A petition is being circulated to have conceptual poet Vanessa Place removed from the committee selecting panels for the Association of Writers & Writing Programs (AWP) Conference in LA next year.

I was only vaguely aware of Place's work until this past week, but knew her writing was racially charged and controversial. I examined her videos and Twitter account – where she has been tweeting excerpts from Mammy and where the n-word is used in Gone With the Wind – and decided to sign the petition.

I fully believe in her right to make art – even if it is grotesquely offensive – but I am less certain if she should be selecting panels for an organization which claims to strive toward diversity (that's a whole other post, probably). Art has consequences, especially if it is tone-deaf and culturally appropriative. When your "artist's statement" makes no sense, don't expect your racist words and imagery to make sense to the public at large.

On the other hand, the divisive tone and scare tactics by the Mongrel Coalition Against Gringpo (especially on their Twitter account) is unconscionable. Threatening other writers (including those of color) with censure – to "disappear" them – if they don't denounce Place and sign the petition is another technique to bully and silence. There is no attempt at dialogue, debate or to have any kind of nuanced conversation. Belittling, harassing and mocking writers you claim to be in alliance with is counterproductive and, frankly, makes you look like a bunch of assholes. Sadly, it reminds me of the caps-locked rants from conservative whack jobs and right wing religious loons who scream into the void about marriage equality, for example, being the downfall of civilization.

Credit goes to the Mongrel Coalition for bringing the Vanessa Place issue to the forefront and for their justifiable anger. It's too bad they can't take that rage and hone it to a fine knife rather than wielding it like a truncheon. Eliminating white supremacy, which is part of MCAG's mission, is a no-brainer; threatening to silence those who don't agree with your method of doing so – or dare to make an alternative suggestion – makes you an oppressor. Eliminating racism is the end goal, so let's continue to work toward it without alienating those who are also striving for that goal.

Examine Vanessa Place's work and make your own decision rather than being coerced. Don't let someone else make it for you.

Update: AWP tweeted just after 9:30 p.m. that Vanessa Place has been removed from the panel selection committee and a full statement will be released tomorrow.

Update 2: AWP's "statement" is as tone-deaf as Vanessa Place's work. Including links to two white guys explaining Place's work and expressing concern about the "ill-will" against AWP is sure to cause more backlash. You can read it at this link.


Anonymous said…
Thank you for this summary and analysis. Not everyone is on social media or following conversations there in depth the way you do. Some people only see the parts of the story that make their way to literary journals and sites. Those distillations don't capture the tone and approach some people aligned or affiliated with MCAG and other radical activist groups choose to use on Twitter. For this reason, the kind of detailed analysis you present is especially important.

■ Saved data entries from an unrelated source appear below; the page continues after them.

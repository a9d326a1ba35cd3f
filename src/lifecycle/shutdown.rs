//! Shutdown coordination.

use std::sync::atomic::{AtomicBool, Ordering};

use tokio::sync::broadcast;

/// Coordinator for graceful shutdown.
///
/// Provides a broadcast channel that all long-running tasks can subscribe to.
/// Tasks that subscribe after the trigger can still observe it through
/// `is_triggered`.
pub struct Shutdown {
    tx: broadcast::Sender<()>,
    triggered: AtomicBool,
}

impl Shutdown {
    /// Create a new shutdown coordinator.
    pub fn new() -> Self {
        let (tx, _) = broadcast::channel(1);
        Self {
            tx,
            triggered: AtomicBool::new(false),
        }
    }

    /// Subscribe to the shutdown signal.
    pub fn subscribe(&self) -> broadcast::Receiver<()> {
        self.tx.subscribe()
    }

    /// Trigger the shutdown signal. Only the first call broadcasts.
    pub fn trigger(&self) {
        if !self.triggered.swap(true, Ordering::SeqCst) {
            let _ = self.tx.send(());
        }
    }

    pub fn is_triggered(&self) -> bool {
        self.triggered.load(Ordering::SeqCst)
    }

    /// Number of tasks still listening.
    pub fn receiver_count(&self) -> usize {
        self.tx.receiver_count()
    }
}

impl Default for Shutdown {
    fn default() -> Self {
        Self::new()
    }
}
//! Backend services file watcher for hot reload.
//!
//! The watcher only signals that the file changed. Reading and applying
//! the content is left to the receiver, which funnels file events and
//! SIGHUP through the same reload path.

use std::path::{Path, PathBuf};
use std::time::Duration;

use notify::{Config, Event, RecommendedWatcher, RecursiveMode, Watcher};
use tokio::sync::mpsc;

/// Monitors a file and emits a reload request on every change.
pub struct ConfigWatcher {
    path: PathBuf,
    poll_interval: Duration,
    reload_tx: mpsc::UnboundedSender<()>,
}

impl ConfigWatcher {
    /// Create a new ConfigWatcher feeding `reload_tx`.
    pub fn new(path: &Path, poll_interval: Duration, reload_tx: mpsc::UnboundedSender<()>) -> Self {
        Self {
            path: path.to_path_buf(),
            poll_interval,
            reload_tx,
        }
    }

    /// Start watching. The returned watcher must be kept alive.
    pub fn run(self) -> Result<RecommendedWatcher, notify::Error> {
        let tx = self.reload_tx;

        let mut watcher = RecommendedWatcher::new(
            move |res: notify::Result<Event>| match res {
                Ok(event) => {
                    if event.kind.is_modify() || event.kind.is_create() {
                        tracing::debug!(paths = ?event.paths, "Backend services file change detected");
                        if tx.send(()).is_err() {
                            tracing::debug!("Reload receiver gone, ignoring file change");
                        }
                    }
                }
                Err(e) => tracing::error!("Watch error: {:?}", e),
            },
            Config::default().with_poll_interval(self.poll_interval),
        )?;

        watcher.watch(&self.path, RecursiveMode::NonRecursive)?;

        tracing::info!(path = ?self.path, "Backend services watcher started");
        Ok(watcher)
    }
}
//! CSV wallet persistence adapter.
//!
//! Persists wallet state as a single tagged-row CSV file:
//!
//! ```text
//! BALANCE,97500.00
//! HOLDING,INFY,5
//! TRADE,2024-06-03,INFY,BUY,500.00,5,2500.00,97500.00
//! ```
//!
//! Rows vary in width by tag, so both reader and writer run flexible and
//! headerless. Legacy files that stored a holding as a bare fractional
//! count are migrated on load by flooring the quantity. Saves go through a
//! temp file in the same directory followed by a rename, so a crash
//! mid-write never leaves a truncated wallet behind.

use crate::domain::error::SibylError;
use crate::domain::ledger::{Trade, TradeAction};
use crate::domain::wallet::{PortfolioEntry, Wallet};
use crate::ports::wallet_port::WalletPort;
use chrono::NaiveDate;
use std::fs;
use std::path::PathBuf;

pub struct CsvWalletAdapter {
    path: PathBuf,
}

impl CsvWalletAdapter {
    pub fn new(path: PathBuf) -> Self {
        Self { path }
    }

    fn persistence_err(&self, what: &str, detail: impl std::fmt::Display) -> SibylError {
        SibylError::Persistence {
            reason: format!("{} {}: {}", what, self.path.display(), detail),
        }
    }
}

fn parse_action(value: &str) -> Result<TradeAction, SibylError> {
    match value {
        "BUY" => Ok(TradeAction::Buy),
        "SELL" => Ok(TradeAction::Sell),
        other => Err(SibylError::Persistence {
            reason: format!("unknown trade action {:?}", other),
        }),
    }
}

fn field<'a>(
    record: &'a csv::StringRecord,
    index: usize,
    bad_row: &impl Fn(&str) -> SibylError,
    name: &str,
) -> Result<&'a str, SibylError> {
    record
        .get(index)
        .ok_or_else(|| bad_row(&format!("missing {}", name)))
}

fn parse_field<T: std::str::FromStr>(
    record: &csv::StringRecord,
    index: usize,
    bad_row: &impl Fn(&str) -> SibylError,
    name: &str,
) -> Result<T, SibylError> {
    field(record, index, bad_row, name)?
        .parse()
        .map_err(|_| bad_row(&format!("bad {}", name)))
}

impl WalletPort for CsvWalletAdapter {
    fn load(&self) -> Result<Option<Wallet>, SibylError> {
        if !self.path.exists() {
            return Ok(None);
        }
        let content = fs::read_to_string(&self.path)
            .map_err(|e| self.persistence_err("failed to read", e))?;

        let mut rdr = csv::ReaderBuilder::new()
            .has_headers(false)
            .flexible(true)
            .from_reader(content.as_bytes());

        let mut wallet = Wallet::new(0.0);
        for (row, result) in rdr.records().enumerate() {
            let record = result
                .map_err(|e| self.persistence_err("failed to parse", e))?;
            let bad_row = |detail: &str| SibylError::Persistence {
                reason: format!("{} row {}: {}", self.path.display(), row + 1, detail),
            };

            match field(&record, 0, &bad_row, "row tag")? {
                "BALANCE" => {
                    wallet.balance = parse_field(&record, 1, &bad_row, "balance")?;
                }
                "HOLDING" => {
                    let symbol = field(&record, 1, &bad_row, "symbol")?.to_string();
                    // Older versions wrote fractional quantities.
                    let quantity =
                        parse_field::<f64>(&record, 2, &bad_row, "quantity")?.floor() as u64;
                    if quantity > 0 {
                        wallet.entries.push(PortfolioEntry { symbol, quantity });
                    }
                }
                "TRADE" => {
                    let date_str = field(&record, 1, &bad_row, "trade date")?;
                    wallet.trades.push(Trade {
                        date: NaiveDate::parse_from_str(date_str, "%Y-%m-%d")
                            .map_err(|_| bad_row("bad trade date"))?,
                        symbol: field(&record, 2, &bad_row, "symbol")?.to_string(),
                        action: parse_action(field(&record, 3, &bad_row, "action")?)?,
                        price: parse_field(&record, 4, &bad_row, "price")?,
                        quantity: parse_field(&record, 5, &bad_row, "quantity")?,
                        total: parse_field(&record, 6, &bad_row, "total")?,
                        resulting_balance: parse_field(&record, 7, &bad_row, "balance")?,
                    });
                }
                other => {
                    return Err(bad_row(&format!("unknown row tag {:?}", other)));
                }
            }
        }
        Ok(Some(wallet))
    }

    fn save(&self, wallet: &Wallet) -> Result<(), SibylError> {
        let mut wtr = csv::WriterBuilder::new()
            .has_headers(false)
            .flexible(true)
            .from_writer(Vec::new());

        let write_err = |e: csv::Error| SibylError::Persistence {
            reason: format!("failed to serialize wallet: {}", e),
        };
        wtr.write_record(["BALANCE", format!("{:.2}", wallet.balance).as_str()])
            .map_err(write_err)?;
        for entry in &wallet.entries {
            wtr.write_record([
                "HOLDING",
                entry.symbol.as_str(),
                entry.quantity.to_string().as_str(),
            ])
            .map_err(write_err)?;
        }
        for trade in &wallet.trades {
            wtr.write_record([
                "TRADE",
                trade.date.format("%Y-%m-%d").to_string().as_str(),
                trade.symbol.as_str(),
                trade.action.as_str(),
                format!("{:.2}", trade.price).as_str(),
                trade.quantity.to_string().as_str(),
                format!("{:.2}", trade.total).as_str(),
                format!("{:.2}", trade.resulting_balance).as_str(),
            ])
            .map_err(write_err)?;
        }
        let out = wtr.into_inner().map_err(|e| SibylError::Persistence {
            reason: format!("failed to serialize wallet: {}", e),
        })?;

        let tmp = self.path.with_extension("csv.tmp");
        fs::write(&tmp, out).map_err(|e| self.persistence_err("failed to write", e))?;
        fs::rename(&tmp, &self.path)
            .map_err(|e| self.persistence_err("failed to replace", e))?;
        Ok(())
    }
}
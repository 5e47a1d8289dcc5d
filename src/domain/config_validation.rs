//! Configuration validation.
//!
//! Validates all config fields before a backtest or prediction run.

use crate::domain::error::SibylError;
use crate::ports::config_port::ConfigPort;

pub fn validate_backtest_config(config: &dyn ConfigPort) -> Result<(), SibylError> {
    validate_initial_capital(config)?;
    validate_days(config)?;
    Ok(())
}

pub fn validate_policy_config(config: &dyn ConfigPort) -> Result<(), SibylError> {
    validate_buy_threshold(config)?;
    validate_sell_threshold(config)?;
    Ok(())
}

fn validate_initial_capital(config: &dyn ConfigPort) -> Result<(), SibylError> {
    let value = config.get_double("backtest", "initial_capital", 100_000.0);
    if value <= 0.0 {
        return Err(SibylError::ConfigInvalid {
            section: "backtest".to_string(),
            key: "initial_capital".to_string(),
            reason: "initial_capital must be positive".to_string(),
        });
    }
    Ok(())
}

fn validate_days(config: &dyn ConfigPort) -> Result<(), SibylError> {
    let value = config.get_int("backtest", "days", 180);
    if value <= 0 {
        return Err(SibylError::ConfigInvalid {
            section: "backtest".to_string(),
            key: "days".to_string(),
            reason: "days must be positive".to_string(),
        });
    }
    Ok(())
}

fn validate_buy_threshold(config: &dyn ConfigPort) -> Result<(), SibylError> {
    let value = config.get_double("policy", "buy_threshold", 1.5);
    if value <= 0.0 {
        return Err(SibylError::ConfigInvalid {
            section: "policy".to_string(),
            key: "buy_threshold".to_string(),
            reason: "buy_threshold must be positive".to_string(),
        });
    }
    Ok(())
}

fn validate_sell_threshold(config: &dyn ConfigPort) -> Result<(), SibylError> {
    let value = config.get_double("policy", "sell_threshold", -1.5);
    if value >= 0.0 {
        return Err(SibylError::ConfigInvalid {
            section: "policy".to_string(),
            key: "sell_threshold".to_string(),
            reason: "sell_threshold must be negative".to_string(),
        });
    }
    Ok(())
}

I appreciate that you can give credit to MCAG for an incredible show of force with regard to Vanessa Place's position on the 2016 AWP subcommittee while at the same time calling attention to some of the tactics used in that campaign. This is not an either/or situation. I appreciate that you don't take an either/or stance with regard to MCAG.

I believe we need a set of finely honed knives to bring about the changes many of us ache to see in poetry. Let's all keep sharpening our tools.